TO DO
Repeat each of these records exactly.

RECORDS TO USE

use std::marker::PhantomData;

use typenum::marker_traits::Unsigned;

use super::super::abc::Alphabet;
use super::super::abc::ComplementableAlphabet;
use super::super::abc::Symbol;
use super::super::bg::DiBackground;
use super::super::dense::DenseMatrix;
use super::super::discrete::DiscreteMatrix;
use super::super::discrete::Discretizer;
use super::super::err::Error;
use super::super::model::ReverseComplement;
use super::super::model::ScoringModel;
use super::check_scores;
use super::ScoringMatrix;

/// A matrix storing log-odds scores of symbol pairs at each position.
///
/// The column `a * K + b` of row `i` scores reading symbol `a` at position
/// `i` followed by symbol `b` at position `i + 1`, so a matrix of `n` rows
/// scores words of `n + 1` symbols.
#[derive(Clone, Debug, PartialEq)]
pub struct DiScoringMatrix<A: Alphabet> {
    name: Option<String>,
    data: DenseMatrix<f64, A::K2>,
    alphabet: PhantomData<A>,
}

impl<A: Alphabet> DiScoringMatrix<A> {
    /// Create a new dinucleotide scoring matrix from the given scores.
    pub fn new(data: DenseMatrix<f64, A::K2>) -> Result<Self, Error> {
        check_scores(&data)?;
        Ok(Self {
            name: None,
            data,
            alphabet: PhantomData,
        })
    }

    /// Build the dinucleotide matrix scoring words like a mononucleotide one.
    ///
    /// Each pair column carries the score of its first symbol; the last row
    /// also carries the score of the second symbol.
    pub fn from_mono(matrix: &ScoringMatrix<A>) -> Result<Self, Error> {
        let n = matrix.len();
        if n < 2 {
            return Err(Error::InvalidData(format!(
                "cannot build a dinucleotide matrix from {} position(s)",
                n
            )));
        }
        let k = A::K::USIZE;
        let mono = matrix.matrix();
        let mut data = DenseMatrix::new(n - 1);
        for (i, row) in data.iter_mut().enumerate() {
            for a in 0..k {
                for b in 0..k {
                    let tail = if i == n - 2 { mono[i + 1][b] } else { 0.0 };
                    row[a * k + b] = mono[i][a] + tail;
                }
            }
        }
        let mut di = Self::new(data)?;
        di.name = matrix.name().map(String::from);
        Ok(di)
    }

    /// Attach a name to the matrix.
    pub fn with_name<S: Into<String>>(mut self, name: S) -> Self {
        self.name = Some(name.into());
        self
    }

    /// The scores of the matrix.
    #[inline]
    pub fn matrix(&self) -> &DenseMatrix<f64, A::K2> {
        &self.data
    }

    /// Compute the score of a word of length `len() + 1`.
    pub fn score_word<S: AsRef<[A::Symbol]>>(&self, word: S) -> Option<f64> {
        let word = word.as_ref();
        if word.len() != self.word_len() {
            return None;
        }
        let k = A::K::USIZE;
        Some(
            word.windows(2)
                .zip(self.data.iter())
                .map(|(w, row)| row[w[0].as_index() * k + w[1].as_index()])
                .sum(),
        )
    }

    /// Best or worst score of a word, following symbol chains.
    fn extreme_score<F: Fn(f64, f64) -> f64>(&self, pick: F, init: f64) -> f64 {
        let k = A::K::USIZE;
        let mut current = vec![0.0; k];
        let mut next = vec![init; k];
        for row in self.data.iter() {
            next.iter_mut().for_each(|x| *x = init);
            for a in 0..k {
                for b in 0..k {
                    next[b] = pick(next[b], current[a] + row[a * k + b]);
                }
            }
            std::mem::swap(&mut current, &mut next);
        }
        current.into_iter().fold(init, pick)
    }
}

impl<A: Alphabet> AsRef<DenseMatrix<f64, A::K2>> for DiScoringMatrix<A> {
    fn as_ref(&self) -> &DenseMatrix<f64, A::K2> {
        &self.data
    }
}

impl<A: Alphabet> ScoringModel for DiScoringMatrix<A> {
    type Alphabet = A;
    type Columns = A::K2;
    type Background = DiBackground<A>;

    fn name(&self) -> Option<&str> {
        self.name.as_deref()
    }

    #[inline]
    fn len(&self) -> usize {
        self.data.rows()
    }

    #[inline]
    fn word_len(&self) -> usize {
        self.len() + 1
    }

    fn best_score(&self) -> f64 {
        self.extreme_score(f64::max, f64::NEG_INFINITY)
    }

    fn worst_score(&self) -> f64 {
        self.extreme_score(f64::min, f64::INFINITY)
    }

    fn padded(&self, left: usize, right: usize) -> Self {
        Self {
            name: self.name.clone(),
            data: self.data.padded(left, right),
            alphabet: PhantomData,
        }
    }

    fn discretize(&self, discretizer: &Discretizer) -> Result<DiscreteMatrix<A::K2>, Error> {
        DiscreteMatrix::new(&self.data, A::K::USIZE, *discretizer)
    }
}

impl<A: ComplementableAlphabet> ReverseComplement for DiScoringMatrix<A> {
    fn reverse_complement(&self) -> Self {
        let k = A::K::USIZE;
        let mut data = DenseMatrix::new(self.data.rows());
        for (src, dst) in self.data.iter().rev().zip(data.iter_mut()) {
            for a in 0..k {
                for b in 0..k {
                    dst[a * k + b] = src[A::complement_index(b) * k + A::complement_index(a)];
                }
            }
        }
        Self {
            name: self.name.clone(),
            data,
            alphabet: PhantomData,
        }
    }
}

#[cfg(test)]
mod test {
    use super::*;
    use crate::abc::ComplementableSymbol;
    use crate::abc::Dna;
    use crate::abc::Nucleotide;
    use crate::abc::Nucleotide::*;

    fn mono() -> ScoringMatrix<Dna> {
        ScoringMatrix::new(DenseMatrix::from_rows([
            [1.0, -1.0, 0.5, 0.0],
            [0.0, 2.0, -2.0, 1.0],
            [-0.5, 0.0, 1.5, 0.25],
        ]))
        .unwrap()
    }

    fn all_words(n: usize) -> Vec<Vec<Nucleotide>> {
        let mut words = vec![Vec::new()];
        for _ in 0..n {
            words = words
                .into_iter()
                .flat_map(|w| {
                    [A, C, G, T].into_iter().map(move |s| {
                        let mut w = w.clone();
                        w.push(s);
                        w
                    })
                })
                .collect();
        }
        words
    }

    #[test]
    fn from_mono_scores() {
        let pwm = mono();
        let di = DiScoringMatrix::from_mono(&pwm).unwrap();
        assert_eq!(di.len(), 2);
        assert_eq!(di.word_len(), 3);
        for word in all_words(3) {
            let x = pwm.score_word(&word).unwrap();
            let y = di.score_word(&word).unwrap();
            assert!((x - y).abs() < 1e-12);
        }
        assert!((di.best_score() - pwm.best_score()).abs() < 1e-12);
        assert!((di.worst_score() - pwm.worst_score()).abs() < 1e-12);
    }

    #[test]
    fn from_mono_too_short() {
        let pwm = ScoringMatrix::<Dna>::new(DenseMatrix::from_rows([[0.0; 4]])).unwrap();
        assert!(DiScoringMatrix::from_mono(&pwm).is_err());
    }

    #[test]
    fn reverse_complement_scores() {
        let di = DiScoringMatrix::from_mono(&mono()).unwrap();
        let rc = di.reverse_complement();
        for word in all_words(3) {
            let rc_word: Vec<Nucleotide> = word.iter().rev().map(|s| s.complement()).collect();
            let x = di.score_word(&word).unwrap();
            let y = rc.score_word(&rc_word).unwrap();
            assert!((x - y).abs() < 1e-12);
        }
    }

    #[test]
    fn best_score_follows_chains() {
        // row maxima sum to 6, but no chain goes through both AC and TT
        let mut data = DenseMatrix::<f64, typenum::consts::U16>::new(2);
        data[0][1] = 2.0;
        data[1][4] = 3.0;
        data[1][15] = 4.0;
        let di = DiScoringMatrix::<Dna>::new(data).unwrap();
        assert_eq!(di.best_score(), 5.0);
        assert_eq!(di.score_word([A, C, A]), Some(5.0));
    }
}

RESULT BELOW
use std::marker::PhantomData;

use typenum::marker_traits::Unsigned;

use super::super::abc::Alphabet;
use super::super::abc::ComplementableAlphabet;
use super::super::abc::Symbol;
use super::super::bg::DiBackground;
use super::super::dense::DenseMatrix;
use super::super::discrete::DiscreteMatrix;
use super::super::discrete::Discretizer;
use super::super::err::Error;
use super::super::model::ReverseComplement;
use super::super::model::ScoringModel;
use super::check_scores;
use super::ScoringMatrix;

/// A matrix storing log-odds scores of symbol pairs at each position.
///
/// The column `a * K + b` of row `i` scores reading symbol `a` at position
/// `i` followed by symbol `b` at position `i + 1`, so a matrix of `n` rows
/// scores words of `n + 1` symbols.
#[derive(Clone, Debug, PartialEq)]
pub struct DiScoringMatrix<A: Alphabet> {
    name: Option<String>,
    data: DenseMatrix<f64, A::K2>,
    alphabet: PhantomData<A>,
}

impl<A: Alphabet> DiScoringMatrix<A> {
    /// Create a new dinucleotide scoring matrix from the given scores.
    pub fn new(data: DenseMatrix<f64, A::K2>) -> Result<Self, Error> {
        check_scores(&data)?;
        Ok(Self {
            name: None,
            data,
            alphabet: PhantomData,
        })
    }

    /// Build the dinucleotide matrix scoring words like a mononucleotide one.
    ///
    /// Each pair column carries the score of its first symbol; the last row
    /// also carries the score of the second symbol.
    pub fn from_mono(matrix: &ScoringMatrix<A>) -> Result<Self, Error> {
        let n = matrix.len();
        if n < 2 {
            return Err(Error::InvalidData(format!(
                "cannot build a dinucleotide matrix from {} position(s)",
                n
            )));
        }
        let k = A::K::USIZE;
        let mono = matrix.matrix();
        let mut data = DenseMatrix::new(n - 1);
        for (i, row) in data.iter_mut().enumerate() {
            for a in 0..k {
                for b in 0..k {
                    let tail = if i == n - 2 { mono[i + 1][b] } else { 0.0 };
                    row[a * k + b] = mono[i][a] + tail;
                }
            }
        }
        let mut di = Self::new(data)?;
        di.name = matrix.name().map(String::from);
        Ok(di)
    }

    /// Attach a name to the matrix.
    pub fn with_name<S: Into<String>>(mut self, name: S) -> Self {
        self.name = Some(name.into());
        self
    }

    /// The scores of the matrix.
    #[inline]
    pub fn matrix(&self) -> &DenseMatrix<f64, A::K2> {
        &self.data
    }

    /// Compute the score of a word of length `len() + 1`.
    pub fn score_word<S: AsRef<[A::Symbol]>>(&self, word: S) -> Option<f64> {
        let word = word.as_ref();
        if word.len() != self.word_len() {
            return None;
        }
        let k = A::K::USIZE;
        Some(
            word.windows(2)
                .zip(self.data.iter())
                .map(|(w, row)| row[w[0].as_index() * k + w[1].as_index()])
                .sum(),
        )
    }

    /// Best or worst score of a word, following symbol chains.
    fn extreme_score<F: Fn(f64, f64) -> f64>(&self, pick: F, init: f64) -> f64 {
        let k = A::K::USIZE;
        let mut current = vec![0.0; k];
        let mut next = vec![init; k];
        for row in self.data.iter() {
            next.iter_mut().for_each(|x| *x = init);
            for a in 0..k {
                for b in 0..k {
                    next[b] = pick(next[b], current[a] + row[a * k + b]);
                }
            }
            std::mem::swap(&mut current, &mut next);
        }
        current.into_iter().fold(init, pick)
    }
}

impl<A: Alphabet> AsRef<DenseMatrix<f64, A::K2>> for DiScoringMatrix<A> {
    fn as_ref(&self) -> &DenseMatrix<f64, A::K2> {
        &self.data
    }
}

impl<A: Alphabet> ScoringModel for DiScoringMatrix<A> {
    type Alphabet = A;
    type Columns = A::K2;
    type Background = DiBackground<A>;

    fn name(&self) -> Option<&str> {
        self.name.as_deref()
    }

    #[inline]
    fn len(&self) -> usize {
        self.data.rows()
    }

    #[inline]
    fn word_len(&self) -> usize {
        self.len() + 1
    }

    fn best_score(&self) -> f64 {
        self.extreme_score(f64::max, f64::NEG_INFINITY)
    }

    fn worst_score(&self) -> f64 {
        self.extreme_score(f64::min, f64::INFINITY)
    }

    fn padded(&self, left: usize, right: usize) -> Self {
        Self {
            name: self.name.clone(),
            data: self.data.padded(left, right),
            alphabet: PhantomData,
        }
    }

    fn discretize(&self, discretizer: &Discretizer) -> Result<DiscreteMatrix<A::K2>, Error> {
        DiscreteMatrix::new(&self.data, A::K::USIZE, *discretizer)
    }
}

impl<A: ComplementableAlphabet> ReverseComplement for DiScoringMatrix<A> {
    fn reverse_complement(&self) -> Self {
        let k = A::K::USIZE;
        let mut data = DenseMatrix::new(self.data.rows());
        for (src, dst) in self.data.iter().rev().zip(data.iter_mut()) {
            for a in 0..k {
                for b in 0..k {
                    dst[a * k + b] = src[A::complement_index(b) * k + A::complement_index(a)];
                }
            }
        }
        Self {
            name: self.name.clone(),
            data,
            alphabet: PhantomData,
        }
    }
}

#[cfg(test)]
mod test {
    use super::*;
    use crate::abc::ComplementableSymbol;
    use crate::abc::Dna;
    use crate::abc::Nucleotide;
    use crate::abc::Nucleotide::*;

    fn mono() -> ScoringMatrix<Dna> {
        ScoringMatrix::new(DenseMatrix::from_rows([
            [1.0, -1.0, 0.5, 0.0],
            [0.0, 2.0, -2.0, 1.0],
            [-0.5, 0.0, 1.5, 0.25],
        ]))
        .unwrap()
    }

    fn all_words(n: usize) -> Vec<Vec<Nucleotide>> {
        let mut words = vec![Vec::new()];
        for _ in 0..n {
            words = words
                .into_iter()
                .flat_map(|w| {
                    [A, C, G, T].into_iter().map(move |s| {
                        let mut w = w.clone();
                        w.push(s);
                        w
                    })
                })
                .collect();
        }
        words
    }

    #[test]
    fn from_mono_scores() {
        let pwm = mono();
        let di = DiScoringMatrix::from_mono(&pwm).unwrap();
        assert_eq!(di.len(), 2);
        assert_eq!(di.word_len(), 3);
        for word in all_words(3) {
            let x = pwm.score_word(&word).unwrap();
            let y = di.score_word(&word).unwrap();
            assert!((x - y).abs() < 1e-12);
        }
        assert!((di.best_score() - pwm.best_score()).abs() < 1e-12);
        assert!((di.worst_score() - pwm.worst_score()).abs() < 1e-12);
    }

    #[test]
    fn from_mono_too_short() {
        let pwm = ScoringMatrix::<Dna>::new(DenseMatrix::from_rows([[0.0; 4]])).unwrap();
        assert!(DiScoringMatrix::from_mono(&pwm).is_err());
    }

    #[test]
    fn reverse_complement_scores() {
        let di = DiScoringMatrix::from_mono(&mono()).unwrap();
        let rc = di.reverse_complement();
        for word in all_words(3) {
            let rc_word: Vec<Nucleotide> = word.iter().rev().map(|s| s.complement()).collect();
            let x = di.score_word(&word).unwrap();
            let y = rc.score_word(&rc_word).unwrap();
            assert!((x - y).abs() < 1e-12);
        }
    }

    #[test]
    fn best_score_follows_chains() {
        // row maxima sum to 6, but no chain goes through both AC and TT
        let mut data = DenseMatrix::<f64, typenum::consts::U16>::new(2);
        data[0][1] = 2.0;
        data[1][4] = 3.0;
        data[1][15] = 4.0;
        let di = DiScoringMatrix::<Dna>::new(data).unwrap();
        assert_eq!(di.best_score(), 5.0);
        assert_eq!(di.score_word([A, C, A]), Some(5.0));
    }
}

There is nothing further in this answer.